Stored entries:

Start of Block

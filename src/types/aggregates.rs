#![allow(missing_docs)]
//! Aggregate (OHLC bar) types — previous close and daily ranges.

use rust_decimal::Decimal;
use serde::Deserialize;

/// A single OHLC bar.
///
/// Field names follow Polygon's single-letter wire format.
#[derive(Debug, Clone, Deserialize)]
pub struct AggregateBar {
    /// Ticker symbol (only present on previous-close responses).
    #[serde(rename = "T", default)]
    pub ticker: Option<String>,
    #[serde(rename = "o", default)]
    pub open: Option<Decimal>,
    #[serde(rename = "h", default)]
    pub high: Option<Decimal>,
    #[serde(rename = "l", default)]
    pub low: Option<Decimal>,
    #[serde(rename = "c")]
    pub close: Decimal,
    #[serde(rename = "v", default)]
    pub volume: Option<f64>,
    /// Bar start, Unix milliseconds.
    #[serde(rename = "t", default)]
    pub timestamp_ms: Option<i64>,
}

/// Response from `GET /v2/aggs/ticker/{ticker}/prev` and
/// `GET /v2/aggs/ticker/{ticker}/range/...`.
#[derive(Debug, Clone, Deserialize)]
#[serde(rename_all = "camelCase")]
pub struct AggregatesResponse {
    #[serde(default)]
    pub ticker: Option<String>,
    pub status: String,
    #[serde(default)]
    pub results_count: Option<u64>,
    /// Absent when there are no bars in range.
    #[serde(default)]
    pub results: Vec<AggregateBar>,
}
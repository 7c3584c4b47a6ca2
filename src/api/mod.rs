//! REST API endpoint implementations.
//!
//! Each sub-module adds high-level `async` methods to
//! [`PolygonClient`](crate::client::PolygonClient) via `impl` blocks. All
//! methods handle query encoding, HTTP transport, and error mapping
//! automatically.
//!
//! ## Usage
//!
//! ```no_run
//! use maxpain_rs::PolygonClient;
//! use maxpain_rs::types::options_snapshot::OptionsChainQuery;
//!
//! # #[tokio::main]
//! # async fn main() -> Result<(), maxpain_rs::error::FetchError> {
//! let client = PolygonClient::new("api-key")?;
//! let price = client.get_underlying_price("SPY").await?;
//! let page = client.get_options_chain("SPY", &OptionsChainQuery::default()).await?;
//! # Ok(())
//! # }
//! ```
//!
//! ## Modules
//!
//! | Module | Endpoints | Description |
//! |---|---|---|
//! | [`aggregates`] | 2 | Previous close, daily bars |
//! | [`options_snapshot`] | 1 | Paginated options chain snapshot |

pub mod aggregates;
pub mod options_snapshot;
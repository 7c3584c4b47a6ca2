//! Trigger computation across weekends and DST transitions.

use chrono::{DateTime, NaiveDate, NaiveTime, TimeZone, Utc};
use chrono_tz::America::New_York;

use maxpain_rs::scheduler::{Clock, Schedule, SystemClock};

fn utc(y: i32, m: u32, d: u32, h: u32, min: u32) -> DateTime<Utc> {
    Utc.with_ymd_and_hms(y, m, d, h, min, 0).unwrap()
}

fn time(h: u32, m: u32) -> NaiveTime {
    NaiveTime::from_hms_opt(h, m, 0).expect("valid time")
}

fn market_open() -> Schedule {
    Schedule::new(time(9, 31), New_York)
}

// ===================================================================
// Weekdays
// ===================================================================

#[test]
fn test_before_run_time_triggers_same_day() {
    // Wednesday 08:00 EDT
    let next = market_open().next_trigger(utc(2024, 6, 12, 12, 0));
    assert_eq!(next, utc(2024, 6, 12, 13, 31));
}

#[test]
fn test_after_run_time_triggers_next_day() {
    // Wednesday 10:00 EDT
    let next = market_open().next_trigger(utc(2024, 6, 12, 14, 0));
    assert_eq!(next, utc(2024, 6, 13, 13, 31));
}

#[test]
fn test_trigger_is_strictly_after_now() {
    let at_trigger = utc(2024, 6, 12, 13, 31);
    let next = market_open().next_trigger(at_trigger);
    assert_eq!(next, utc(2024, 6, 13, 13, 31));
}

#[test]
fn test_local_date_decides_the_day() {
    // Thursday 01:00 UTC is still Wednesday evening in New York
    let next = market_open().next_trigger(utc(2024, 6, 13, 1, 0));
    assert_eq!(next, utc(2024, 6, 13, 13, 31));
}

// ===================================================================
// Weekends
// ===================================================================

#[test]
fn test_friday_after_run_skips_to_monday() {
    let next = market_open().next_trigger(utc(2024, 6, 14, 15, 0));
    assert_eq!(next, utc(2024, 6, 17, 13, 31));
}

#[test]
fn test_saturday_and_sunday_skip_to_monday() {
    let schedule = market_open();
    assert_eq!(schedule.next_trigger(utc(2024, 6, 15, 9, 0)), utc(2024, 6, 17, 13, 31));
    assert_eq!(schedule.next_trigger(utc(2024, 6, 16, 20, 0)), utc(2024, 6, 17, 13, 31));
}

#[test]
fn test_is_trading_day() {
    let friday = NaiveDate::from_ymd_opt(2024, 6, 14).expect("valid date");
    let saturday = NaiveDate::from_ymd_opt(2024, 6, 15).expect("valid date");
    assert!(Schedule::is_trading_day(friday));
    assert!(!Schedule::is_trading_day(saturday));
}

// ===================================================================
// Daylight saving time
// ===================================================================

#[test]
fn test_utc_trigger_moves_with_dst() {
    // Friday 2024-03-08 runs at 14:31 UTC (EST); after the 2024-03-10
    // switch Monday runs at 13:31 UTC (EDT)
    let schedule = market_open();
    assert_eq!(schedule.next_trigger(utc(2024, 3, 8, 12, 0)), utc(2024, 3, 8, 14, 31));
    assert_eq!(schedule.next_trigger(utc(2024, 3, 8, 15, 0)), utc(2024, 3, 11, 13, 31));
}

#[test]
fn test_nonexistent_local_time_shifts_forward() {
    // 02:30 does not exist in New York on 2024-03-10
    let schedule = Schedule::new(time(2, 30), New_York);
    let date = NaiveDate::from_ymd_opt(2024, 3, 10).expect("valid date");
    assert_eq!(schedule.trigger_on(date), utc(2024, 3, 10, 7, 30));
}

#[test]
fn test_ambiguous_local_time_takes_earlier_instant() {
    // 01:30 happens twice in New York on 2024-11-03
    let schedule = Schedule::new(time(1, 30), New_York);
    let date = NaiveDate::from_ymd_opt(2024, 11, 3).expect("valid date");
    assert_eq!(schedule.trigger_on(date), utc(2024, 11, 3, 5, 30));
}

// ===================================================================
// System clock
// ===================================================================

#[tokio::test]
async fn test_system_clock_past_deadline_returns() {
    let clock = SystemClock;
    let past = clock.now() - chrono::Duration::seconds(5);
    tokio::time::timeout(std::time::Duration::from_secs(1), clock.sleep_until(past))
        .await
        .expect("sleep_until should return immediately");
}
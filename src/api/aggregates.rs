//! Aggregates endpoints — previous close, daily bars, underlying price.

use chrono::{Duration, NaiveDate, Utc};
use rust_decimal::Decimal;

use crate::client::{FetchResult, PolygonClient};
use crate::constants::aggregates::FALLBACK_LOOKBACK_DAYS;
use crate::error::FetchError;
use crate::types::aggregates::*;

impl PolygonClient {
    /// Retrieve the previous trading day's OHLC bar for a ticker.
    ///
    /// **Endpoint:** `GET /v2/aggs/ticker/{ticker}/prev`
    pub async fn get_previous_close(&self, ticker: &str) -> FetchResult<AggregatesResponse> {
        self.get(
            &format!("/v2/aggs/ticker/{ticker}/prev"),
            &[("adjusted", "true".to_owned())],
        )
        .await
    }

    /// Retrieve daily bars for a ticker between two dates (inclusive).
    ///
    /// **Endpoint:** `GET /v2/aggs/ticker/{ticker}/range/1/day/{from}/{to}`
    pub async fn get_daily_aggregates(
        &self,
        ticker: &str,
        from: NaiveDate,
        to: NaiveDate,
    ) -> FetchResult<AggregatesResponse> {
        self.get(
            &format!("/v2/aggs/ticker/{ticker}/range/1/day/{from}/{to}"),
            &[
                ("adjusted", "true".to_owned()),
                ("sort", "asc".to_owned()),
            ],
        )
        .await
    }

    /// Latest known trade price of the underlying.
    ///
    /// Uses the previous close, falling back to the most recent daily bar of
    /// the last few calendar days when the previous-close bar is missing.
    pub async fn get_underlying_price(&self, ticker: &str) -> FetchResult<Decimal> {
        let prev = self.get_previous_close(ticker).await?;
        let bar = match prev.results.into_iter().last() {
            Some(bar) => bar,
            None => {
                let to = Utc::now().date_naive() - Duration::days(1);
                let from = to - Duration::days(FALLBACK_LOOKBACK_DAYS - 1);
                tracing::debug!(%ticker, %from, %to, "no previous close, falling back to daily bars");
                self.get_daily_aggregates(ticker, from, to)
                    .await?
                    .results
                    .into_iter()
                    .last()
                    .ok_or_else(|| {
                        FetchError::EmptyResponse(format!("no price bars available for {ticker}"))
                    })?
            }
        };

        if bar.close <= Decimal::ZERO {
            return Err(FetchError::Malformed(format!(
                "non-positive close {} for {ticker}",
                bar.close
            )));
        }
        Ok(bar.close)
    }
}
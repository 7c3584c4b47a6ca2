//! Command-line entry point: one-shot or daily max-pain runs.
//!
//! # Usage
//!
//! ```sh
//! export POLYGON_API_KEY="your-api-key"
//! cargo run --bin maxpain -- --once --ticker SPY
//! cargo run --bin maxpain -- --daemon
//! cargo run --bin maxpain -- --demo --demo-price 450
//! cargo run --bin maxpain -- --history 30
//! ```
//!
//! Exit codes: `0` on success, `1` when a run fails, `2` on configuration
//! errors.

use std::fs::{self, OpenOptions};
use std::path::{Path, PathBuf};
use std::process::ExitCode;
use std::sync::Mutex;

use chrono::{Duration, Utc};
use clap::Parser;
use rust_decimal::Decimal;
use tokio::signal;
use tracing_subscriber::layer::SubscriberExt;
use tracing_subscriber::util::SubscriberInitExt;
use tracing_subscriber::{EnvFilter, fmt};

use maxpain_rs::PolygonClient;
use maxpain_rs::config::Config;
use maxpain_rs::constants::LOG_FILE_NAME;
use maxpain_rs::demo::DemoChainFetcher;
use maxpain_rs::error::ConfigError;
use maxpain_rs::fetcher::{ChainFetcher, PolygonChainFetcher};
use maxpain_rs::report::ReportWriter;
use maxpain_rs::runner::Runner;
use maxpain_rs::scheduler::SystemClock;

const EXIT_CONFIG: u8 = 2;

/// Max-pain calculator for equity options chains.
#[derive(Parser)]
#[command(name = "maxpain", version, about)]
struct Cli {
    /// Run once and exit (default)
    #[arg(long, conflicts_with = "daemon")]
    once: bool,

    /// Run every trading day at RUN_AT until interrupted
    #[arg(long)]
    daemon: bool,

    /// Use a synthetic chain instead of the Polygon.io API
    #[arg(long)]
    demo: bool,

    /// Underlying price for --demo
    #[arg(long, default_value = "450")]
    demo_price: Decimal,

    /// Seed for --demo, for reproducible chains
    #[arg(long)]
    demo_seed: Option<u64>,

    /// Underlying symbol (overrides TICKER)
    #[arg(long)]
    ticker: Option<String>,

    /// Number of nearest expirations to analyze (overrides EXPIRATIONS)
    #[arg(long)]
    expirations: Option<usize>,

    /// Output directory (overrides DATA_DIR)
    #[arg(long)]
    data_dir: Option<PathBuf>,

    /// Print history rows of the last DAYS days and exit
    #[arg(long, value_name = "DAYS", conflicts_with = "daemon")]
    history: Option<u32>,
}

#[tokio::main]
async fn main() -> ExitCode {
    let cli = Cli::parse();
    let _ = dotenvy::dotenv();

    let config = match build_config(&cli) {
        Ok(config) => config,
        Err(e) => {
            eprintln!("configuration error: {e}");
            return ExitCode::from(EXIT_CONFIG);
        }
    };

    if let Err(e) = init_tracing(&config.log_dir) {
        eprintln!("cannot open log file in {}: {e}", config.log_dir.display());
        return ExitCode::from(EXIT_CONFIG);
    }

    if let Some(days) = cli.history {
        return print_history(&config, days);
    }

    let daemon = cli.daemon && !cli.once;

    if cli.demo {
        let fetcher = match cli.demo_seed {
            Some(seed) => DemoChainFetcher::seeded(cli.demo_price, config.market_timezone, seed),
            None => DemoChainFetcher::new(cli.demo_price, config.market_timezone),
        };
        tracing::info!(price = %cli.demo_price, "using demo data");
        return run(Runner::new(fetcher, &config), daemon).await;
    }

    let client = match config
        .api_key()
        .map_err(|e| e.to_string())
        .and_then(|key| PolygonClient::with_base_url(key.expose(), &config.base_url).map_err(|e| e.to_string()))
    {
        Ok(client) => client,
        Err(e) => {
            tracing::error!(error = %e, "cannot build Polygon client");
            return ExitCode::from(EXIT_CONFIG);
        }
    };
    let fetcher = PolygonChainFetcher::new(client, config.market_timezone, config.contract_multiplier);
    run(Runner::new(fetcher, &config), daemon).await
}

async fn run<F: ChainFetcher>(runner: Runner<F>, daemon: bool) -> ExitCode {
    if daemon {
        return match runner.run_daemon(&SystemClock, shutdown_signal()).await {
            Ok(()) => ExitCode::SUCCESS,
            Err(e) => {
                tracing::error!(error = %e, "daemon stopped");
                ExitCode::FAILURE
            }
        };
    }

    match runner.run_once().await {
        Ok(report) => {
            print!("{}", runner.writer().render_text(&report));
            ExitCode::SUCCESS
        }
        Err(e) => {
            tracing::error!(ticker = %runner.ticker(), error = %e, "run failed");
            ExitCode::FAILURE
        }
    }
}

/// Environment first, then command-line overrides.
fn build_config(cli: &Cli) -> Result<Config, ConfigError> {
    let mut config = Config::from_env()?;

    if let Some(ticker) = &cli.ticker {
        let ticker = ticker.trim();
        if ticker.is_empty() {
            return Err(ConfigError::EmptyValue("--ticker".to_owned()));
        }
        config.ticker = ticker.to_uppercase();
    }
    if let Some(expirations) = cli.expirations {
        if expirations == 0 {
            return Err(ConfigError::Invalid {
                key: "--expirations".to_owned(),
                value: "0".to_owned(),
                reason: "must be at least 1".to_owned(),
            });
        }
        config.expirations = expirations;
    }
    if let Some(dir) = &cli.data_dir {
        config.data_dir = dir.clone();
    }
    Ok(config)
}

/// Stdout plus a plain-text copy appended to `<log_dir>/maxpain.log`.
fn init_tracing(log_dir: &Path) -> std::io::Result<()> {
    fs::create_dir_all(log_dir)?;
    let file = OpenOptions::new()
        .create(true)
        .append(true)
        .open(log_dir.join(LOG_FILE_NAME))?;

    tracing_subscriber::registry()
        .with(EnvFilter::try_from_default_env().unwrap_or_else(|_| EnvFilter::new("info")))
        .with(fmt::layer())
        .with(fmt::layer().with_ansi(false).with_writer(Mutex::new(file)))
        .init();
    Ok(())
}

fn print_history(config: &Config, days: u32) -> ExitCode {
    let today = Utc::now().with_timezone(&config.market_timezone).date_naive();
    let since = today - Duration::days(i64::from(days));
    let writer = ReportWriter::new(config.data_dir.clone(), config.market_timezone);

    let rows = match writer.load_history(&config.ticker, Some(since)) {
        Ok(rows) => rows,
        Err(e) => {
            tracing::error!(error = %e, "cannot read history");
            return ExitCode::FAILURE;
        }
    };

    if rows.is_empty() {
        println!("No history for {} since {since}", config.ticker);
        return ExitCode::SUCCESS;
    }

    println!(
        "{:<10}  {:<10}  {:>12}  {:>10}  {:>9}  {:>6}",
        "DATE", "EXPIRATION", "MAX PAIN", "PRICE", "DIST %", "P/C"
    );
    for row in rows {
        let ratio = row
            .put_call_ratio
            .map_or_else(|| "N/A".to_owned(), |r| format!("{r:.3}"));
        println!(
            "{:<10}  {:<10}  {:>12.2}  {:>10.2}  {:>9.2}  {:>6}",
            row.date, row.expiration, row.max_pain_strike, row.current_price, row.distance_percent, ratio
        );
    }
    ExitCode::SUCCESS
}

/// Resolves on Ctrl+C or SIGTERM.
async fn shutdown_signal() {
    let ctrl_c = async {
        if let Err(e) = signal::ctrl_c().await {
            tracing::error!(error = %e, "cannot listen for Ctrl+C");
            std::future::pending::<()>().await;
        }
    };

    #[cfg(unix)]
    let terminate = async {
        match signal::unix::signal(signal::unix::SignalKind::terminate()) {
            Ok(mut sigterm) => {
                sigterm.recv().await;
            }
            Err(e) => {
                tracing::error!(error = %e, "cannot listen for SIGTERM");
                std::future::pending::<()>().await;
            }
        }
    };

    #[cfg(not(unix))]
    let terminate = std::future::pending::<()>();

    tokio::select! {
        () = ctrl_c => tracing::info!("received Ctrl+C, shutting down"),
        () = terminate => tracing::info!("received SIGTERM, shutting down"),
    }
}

End of Block

▸ Goal of the exercise: Show the lines in the entries above that include the string "expirations".

▸ Task result:
    /// Number of nearest expirations to analyze (overrides EXPIRATIONS)
    expirations: Option<usize>,
    if let Some(expirations) = cli.expirations {
        if expirations == 0 {
                key: "--expirations".to_owned(),
        config.expirations = expirations;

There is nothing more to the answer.